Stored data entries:

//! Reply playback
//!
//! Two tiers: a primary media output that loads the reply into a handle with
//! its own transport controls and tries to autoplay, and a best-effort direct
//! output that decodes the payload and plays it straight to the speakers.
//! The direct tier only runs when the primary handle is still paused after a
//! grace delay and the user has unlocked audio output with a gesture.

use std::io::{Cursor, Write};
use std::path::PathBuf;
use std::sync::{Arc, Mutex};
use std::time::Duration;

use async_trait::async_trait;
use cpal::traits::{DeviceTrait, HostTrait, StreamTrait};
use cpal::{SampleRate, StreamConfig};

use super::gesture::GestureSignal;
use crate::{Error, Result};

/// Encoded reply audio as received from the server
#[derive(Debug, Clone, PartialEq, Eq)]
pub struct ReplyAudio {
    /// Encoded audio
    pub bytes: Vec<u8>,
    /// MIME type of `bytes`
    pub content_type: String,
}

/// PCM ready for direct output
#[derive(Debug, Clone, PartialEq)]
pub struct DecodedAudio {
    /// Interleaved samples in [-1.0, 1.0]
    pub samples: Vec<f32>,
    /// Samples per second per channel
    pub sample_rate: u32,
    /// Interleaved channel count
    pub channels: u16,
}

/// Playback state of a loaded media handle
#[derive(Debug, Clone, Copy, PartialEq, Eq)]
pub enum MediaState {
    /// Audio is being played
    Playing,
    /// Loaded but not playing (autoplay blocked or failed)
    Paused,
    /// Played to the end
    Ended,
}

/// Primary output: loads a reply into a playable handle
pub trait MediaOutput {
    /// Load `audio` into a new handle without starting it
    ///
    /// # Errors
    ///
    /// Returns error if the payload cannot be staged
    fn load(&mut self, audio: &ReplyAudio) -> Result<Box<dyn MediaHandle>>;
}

— Brief —
From the first line of the records above to the line that contains "paused after a", quote each line exactly.

— Task answer —
//! Reply playback
//!
//! Two tiers: a primary media output that loads the reply into a handle with
//! its own transport controls and tries to autoplay, and a best-effort direct
//! output that decodes the payload and plays it straight to the speakers.
//! The direct tier only runs when the primary handle is still paused after a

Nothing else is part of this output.